### Exercise aim
What you need to do is retype every entry exactly as written.

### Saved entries
------

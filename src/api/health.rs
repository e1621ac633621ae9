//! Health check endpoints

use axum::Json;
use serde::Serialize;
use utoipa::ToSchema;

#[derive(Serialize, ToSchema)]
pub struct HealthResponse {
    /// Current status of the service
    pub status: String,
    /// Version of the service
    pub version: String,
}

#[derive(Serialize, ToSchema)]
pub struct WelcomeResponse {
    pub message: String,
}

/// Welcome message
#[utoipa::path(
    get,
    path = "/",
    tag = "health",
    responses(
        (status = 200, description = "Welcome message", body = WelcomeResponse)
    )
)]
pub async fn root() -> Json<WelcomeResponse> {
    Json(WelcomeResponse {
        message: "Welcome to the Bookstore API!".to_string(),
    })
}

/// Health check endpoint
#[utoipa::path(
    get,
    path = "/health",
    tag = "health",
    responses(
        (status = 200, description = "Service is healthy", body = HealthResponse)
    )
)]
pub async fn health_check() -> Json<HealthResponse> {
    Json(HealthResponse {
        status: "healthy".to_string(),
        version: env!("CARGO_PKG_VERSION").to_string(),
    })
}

------

### Expected output
filename src/api/health.rs
repository e1621ac633621ae9
//! Health check endpoints

use axum::Json;
use serde::Serialize;
use utoipa::ToSchema;

#[derive(Serialize, ToSchema)]
pub struct HealthResponse {
    /// Current status of the service
    pub status: String,
    /// Version of the service
    pub version: String,
}

#[derive(Serialize, ToSchema)]
pub struct WelcomeResponse {
    pub message: String,
}

/// Welcome message
#[utoipa::path(
    get,
    path = "/",
    tag = "health",
    responses(
        (status = 200, description = "Welcome message", body = WelcomeResponse)
    )
)]
pub async fn root() -> Json<WelcomeResponse> {
    Json(WelcomeResponse {
        message: "Welcome to the Bookstore API!".to_string(),
    })
}

/// Health check endpoint
#[utoipa::path(
    get,
    path = "/health",
    tag = "health",
    responses(
        (status = 200, description = "Service is healthy", body = HealthResponse)
    )
)]
pub async fn health_check() -> Json<HealthResponse> {
    Json(HealthResponse {
        status: "healthy".to_string(),
        version: env!("CARGO_PKG_VERSION").to_string(),
    })
}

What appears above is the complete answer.